*What is being asked*
Here is a listing. Repeat it exactly and in its entirety.

*Data extract*
:::::
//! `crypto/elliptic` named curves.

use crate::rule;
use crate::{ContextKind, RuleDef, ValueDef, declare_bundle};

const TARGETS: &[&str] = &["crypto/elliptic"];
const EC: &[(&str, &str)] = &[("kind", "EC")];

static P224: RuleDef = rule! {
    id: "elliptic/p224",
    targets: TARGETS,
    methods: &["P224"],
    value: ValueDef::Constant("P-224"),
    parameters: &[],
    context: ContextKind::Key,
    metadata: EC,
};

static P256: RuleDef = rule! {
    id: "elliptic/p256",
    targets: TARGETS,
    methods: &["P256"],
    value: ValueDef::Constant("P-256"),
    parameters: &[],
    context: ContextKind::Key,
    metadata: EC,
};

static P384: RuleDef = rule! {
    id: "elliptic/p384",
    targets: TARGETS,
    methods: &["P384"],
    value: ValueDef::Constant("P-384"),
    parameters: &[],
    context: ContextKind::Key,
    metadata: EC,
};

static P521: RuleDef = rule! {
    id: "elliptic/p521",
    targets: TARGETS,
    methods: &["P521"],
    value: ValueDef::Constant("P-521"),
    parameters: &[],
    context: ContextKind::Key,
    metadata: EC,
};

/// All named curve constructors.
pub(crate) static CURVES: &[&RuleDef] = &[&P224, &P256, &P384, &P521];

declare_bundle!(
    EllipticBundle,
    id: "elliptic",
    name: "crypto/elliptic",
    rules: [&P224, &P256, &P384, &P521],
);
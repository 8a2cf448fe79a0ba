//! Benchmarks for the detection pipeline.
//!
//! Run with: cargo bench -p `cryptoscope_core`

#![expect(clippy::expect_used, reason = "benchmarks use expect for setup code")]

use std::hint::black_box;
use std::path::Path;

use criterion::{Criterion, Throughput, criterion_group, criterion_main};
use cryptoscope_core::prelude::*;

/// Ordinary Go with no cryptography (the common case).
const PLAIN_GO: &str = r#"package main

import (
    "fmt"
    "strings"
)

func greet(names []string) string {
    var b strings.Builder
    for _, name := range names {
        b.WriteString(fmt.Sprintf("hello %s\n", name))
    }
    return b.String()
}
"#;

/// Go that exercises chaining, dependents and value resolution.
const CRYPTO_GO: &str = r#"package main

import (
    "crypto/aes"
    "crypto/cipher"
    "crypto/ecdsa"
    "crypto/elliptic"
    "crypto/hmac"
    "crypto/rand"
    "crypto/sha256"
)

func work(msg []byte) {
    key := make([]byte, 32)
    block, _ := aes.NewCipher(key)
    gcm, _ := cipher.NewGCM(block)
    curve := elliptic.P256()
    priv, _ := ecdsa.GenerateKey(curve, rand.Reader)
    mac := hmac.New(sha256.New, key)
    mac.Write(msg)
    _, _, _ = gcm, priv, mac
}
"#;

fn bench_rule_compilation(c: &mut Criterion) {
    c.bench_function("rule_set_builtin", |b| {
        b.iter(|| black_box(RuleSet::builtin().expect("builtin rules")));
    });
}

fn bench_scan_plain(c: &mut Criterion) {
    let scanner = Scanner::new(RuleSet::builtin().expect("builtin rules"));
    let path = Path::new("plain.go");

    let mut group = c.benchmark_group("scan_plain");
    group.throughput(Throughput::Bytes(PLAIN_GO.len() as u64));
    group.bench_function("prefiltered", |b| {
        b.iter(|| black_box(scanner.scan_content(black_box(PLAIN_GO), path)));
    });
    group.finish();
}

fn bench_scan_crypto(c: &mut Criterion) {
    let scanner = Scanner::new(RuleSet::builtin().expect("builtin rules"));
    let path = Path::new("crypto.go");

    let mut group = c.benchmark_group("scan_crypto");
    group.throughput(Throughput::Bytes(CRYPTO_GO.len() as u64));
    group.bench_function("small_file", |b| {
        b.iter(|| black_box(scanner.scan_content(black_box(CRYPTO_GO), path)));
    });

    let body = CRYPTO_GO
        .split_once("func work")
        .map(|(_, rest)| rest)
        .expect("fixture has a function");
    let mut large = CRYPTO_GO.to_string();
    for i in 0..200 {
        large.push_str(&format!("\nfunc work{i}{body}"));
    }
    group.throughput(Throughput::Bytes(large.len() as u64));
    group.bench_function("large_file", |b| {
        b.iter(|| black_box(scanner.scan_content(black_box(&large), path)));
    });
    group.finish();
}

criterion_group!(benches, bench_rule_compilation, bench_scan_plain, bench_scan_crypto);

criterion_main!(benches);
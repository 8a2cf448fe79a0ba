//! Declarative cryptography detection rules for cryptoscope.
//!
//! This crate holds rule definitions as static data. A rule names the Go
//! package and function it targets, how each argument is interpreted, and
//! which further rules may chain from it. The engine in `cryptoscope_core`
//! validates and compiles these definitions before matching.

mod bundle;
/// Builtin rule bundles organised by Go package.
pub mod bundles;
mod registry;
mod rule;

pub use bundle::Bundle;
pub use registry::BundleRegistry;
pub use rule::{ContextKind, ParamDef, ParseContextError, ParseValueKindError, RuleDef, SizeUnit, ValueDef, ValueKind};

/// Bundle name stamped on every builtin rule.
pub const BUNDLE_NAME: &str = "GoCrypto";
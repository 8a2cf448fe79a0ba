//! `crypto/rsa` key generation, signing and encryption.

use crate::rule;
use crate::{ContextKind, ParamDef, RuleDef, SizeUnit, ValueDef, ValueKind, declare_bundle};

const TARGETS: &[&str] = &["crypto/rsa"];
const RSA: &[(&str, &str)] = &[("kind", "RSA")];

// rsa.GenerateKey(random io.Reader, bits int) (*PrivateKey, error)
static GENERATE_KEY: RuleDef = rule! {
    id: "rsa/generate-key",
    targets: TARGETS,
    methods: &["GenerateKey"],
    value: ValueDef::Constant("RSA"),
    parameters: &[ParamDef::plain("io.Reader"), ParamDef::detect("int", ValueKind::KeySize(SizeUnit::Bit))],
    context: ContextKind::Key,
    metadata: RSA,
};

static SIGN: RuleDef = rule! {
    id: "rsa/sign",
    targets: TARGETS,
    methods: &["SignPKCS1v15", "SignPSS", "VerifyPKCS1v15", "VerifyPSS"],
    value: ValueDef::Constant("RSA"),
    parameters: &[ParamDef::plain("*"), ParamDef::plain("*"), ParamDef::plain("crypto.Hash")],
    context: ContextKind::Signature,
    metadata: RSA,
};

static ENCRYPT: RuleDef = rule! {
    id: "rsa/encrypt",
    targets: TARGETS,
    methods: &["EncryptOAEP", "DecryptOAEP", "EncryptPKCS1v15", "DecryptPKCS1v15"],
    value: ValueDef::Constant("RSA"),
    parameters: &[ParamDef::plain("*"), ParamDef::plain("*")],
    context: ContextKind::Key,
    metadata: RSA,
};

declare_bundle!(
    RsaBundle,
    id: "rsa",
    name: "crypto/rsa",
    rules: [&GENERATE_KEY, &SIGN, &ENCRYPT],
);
:::::
*Answer space*
//! `crypto/elliptic` named curves.

use crate::rule;
use crate::{ContextKind, RuleDef, ValueDef, declare_bundle};

const TARGETS: &[&str] = &["crypto/elliptic"];
const EC: &[(&str, &str)] = &[("kind", "EC")];

static P224: RuleDef = rule! {
    id: "elliptic/p224",
    targets: TARGETS,
    methods: &["P224"],
    value: ValueDef::Constant("P-224"),
    parameters: &[],
    context: ContextKind::Key,
    metadata: EC,
};

static P256: RuleDef = rule! {
    id: "elliptic/p256",
    targets: TARGETS,
    methods: &["P256"],
    value: ValueDef::Constant("P-256"),
    parameters: &[],
    context: ContextKind::Key,
    metadata: EC,
};

static P384: RuleDef = rule! {
    id: "elliptic/p384",
    targets: TARGETS,
    methods: &["P384"],
    value: ValueDef::Constant("P-384"),
    parameters: &[],
    context: ContextKind::Key,
    metadata: EC,
};

static P521: RuleDef = rule! {
    id: "elliptic/p521",
    targets: TARGETS,
    methods: &["P521"],
    value: ValueDef::Constant("P-521"),
    parameters: &[],
    context: ContextKind::Key,
    metadata: EC,
};

/// All named curve constructors.
pub(crate) static CURVES: &[&RuleDef] = &[&P224, &P256, &P384, &P521];

declare_bundle!(
    EllipticBundle,
    id: "elliptic",
    name: "crypto/elliptic",
    rules: [&P224, &P256, &P384, &P521],
);
repository 8a2cf448fe79a0ba
//! Benchmarks for the detection pipeline.
//!
//! Run with: cargo bench -p `cryptoscope_core`

#![expect(clippy::expect_used, reason = "benchmarks use expect for setup code")]

use std::hint::black_box;
use std::path::Path;

use criterion::{Criterion, Throughput, criterion_group, criterion_main};
use cryptoscope_core::prelude::*;

/// Ordinary Go with no cryptography (the common case).
const PLAIN_GO: &str = r#"package main

import (
    "fmt"
    "strings"
)

func greet(names []string) string {
    var b strings.Builder
    for _, name := range names {
        b.WriteString(fmt.Sprintf("hello %s\n", name))
    }
    return b.String()
}
"#;

/// Go that exercises chaining, dependents and value resolution.
const CRYPTO_GO: &str = r#"package main

import (
    "crypto/aes"
    "crypto/cipher"
    "crypto/ecdsa"
    "crypto/elliptic"
    "crypto/hmac"
    "crypto/rand"
    "crypto/sha256"
)

func work(msg []byte) {
    key := make([]byte, 32)
    block, _ := aes.NewCipher(key)
    gcm, _ := cipher.NewGCM(block)
    curve := elliptic.P256()
    priv, _ := ecdsa.GenerateKey(curve, rand.Reader)
    mac := hmac.New(sha256.New, key)
    mac.Write(msg)
    _, _, _ = gcm, priv, mac
}
"#;

fn bench_rule_compilation(c: &mut Criterion) {
    c.bench_function("rule_set_builtin", |b| {
        b.iter(|| black_box(RuleSet::builtin().expect("builtin rules")));
    });
}

fn bench_scan_plain(c: &mut Criterion) {
    let scanner = Scanner::new(RuleSet::builtin().expect("builtin rules"));
    let path = Path::new("plain.go");

    let mut group = c.benchmark_group("scan_plain");
    group.throughput(Throughput::Bytes(PLAIN_GO.len() as u64));
    group.bench_function("prefiltered", |b| {
        b.iter(|| black_box(scanner.scan_content(black_box(PLAIN_GO), path)));
    });
    group.finish();
}

fn bench_scan_crypto(c: &mut Criterion) {
    let scanner = Scanner::new(RuleSet::builtin().expect("builtin rules"));
    let path = Path::new("crypto.go");

    let mut group = c.benchmark_group("scan_crypto");
    group.throughput(Throughput::Bytes(CRYPTO_GO.len() as u64));
    group.bench_function("small_file", |b| {
        b.iter(|| black_box(scanner.scan_content(black_box(CRYPTO_GO), path)));
    });

    let body = CRYPTO_GO
        .split_once("func work")
        .map(|(_, rest)| rest)
        .expect("fixture has a function");
    let mut large = CRYPTO_GO.to_string();
    for i in 0..200 {
        large.push_str(&format!("\nfunc work{i}{body}"));
    }
    group.throughput(Throughput::Bytes(large.len() as u64));
    group.bench_function("large_file", |b| {
        b.iter(|| black_box(scanner.scan_content(black_box(&large), path)));
    });
    group.finish();
}

criterion_group!(benches, bench_rule_compilation, bench_scan_plain, bench_scan_crypto);

criterion_main!(benches);
repository 8a2cf448fe79a0ba
//! Declarative cryptography detection rules for cryptoscope.
//!
//! This crate holds rule definitions as static data. A rule names the Go
//! package and function it targets, how each argument is interpreted, and
//! which further rules may chain from it. The engine in `cryptoscope_core`
//! validates and compiles these definitions before matching.

mod bundle;
/// Builtin rule bundles organised by Go package.
pub mod bundles;
mod registry;
mod rule;

pub use bundle::Bundle;
pub use registry::BundleRegistry;
pub use rule::{ContextKind, ParamDef, ParseContextError, ParseValueKindError, RuleDef, SizeUnit, ValueDef, ValueKind};

/// Bundle name stamped on every builtin rule.
pub const BUNDLE_NAME: &str = "GoCrypto";
repository 8a2cf448fe79a0ba
//! `crypto/rsa` key generation, signing and encryption.

use crate::rule;
use crate::{ContextKind, ParamDef, RuleDef, SizeUnit, ValueDef, ValueKind, declare_bundle};

const TARGETS: &[&str] = &["crypto/rsa"];
const RSA: &[(&str, &str)] = &[("kind", "RSA")];

// rsa.GenerateKey(random io.Reader, bits int) (*PrivateKey, error)
static GENERATE_KEY: RuleDef = rule! {
    id: "rsa/generate-key",
    targets: TARGETS,
    methods: &["GenerateKey"],
    value: ValueDef::Constant("RSA"),
    parameters: &[ParamDef::plain("io.Reader"), ParamDef::detect("int", ValueKind::KeySize(SizeUnit::Bit))],
    context: ContextKind::Key,
    metadata: RSA,
};

static SIGN: RuleDef = rule! {
    id: "rsa/sign",
    targets: TARGETS,
    methods: &["SignPKCS1v15", "SignPSS", "VerifyPKCS1v15", "VerifyPSS"],
    value: ValueDef::Constant("RSA"),
    parameters: &[ParamDef::plain("*"), ParamDef::plain("*"), ParamDef::plain("crypto.Hash")],
    context: ContextKind::Signature,
    metadata: RSA,
};

static ENCRYPT: RuleDef = rule! {
    id: "rsa/encrypt",
    targets: TARGETS,
    methods: &["EncryptOAEP", "DecryptOAEP", "EncryptPKCS1v15", "DecryptPKCS1v15"],
    value: ValueDef::Constant("RSA"),
    parameters: &[ParamDef::plain("*"), ParamDef::plain("*")],
    context: ContextKind::Key,
    metadata: RSA,
};

declare_bundle!(
    RsaBundle,
    id: "rsa",
    name: "crypto/rsa",
    rules: [&GENERATE_KEY, &SIGN, &ENCRYPT],
);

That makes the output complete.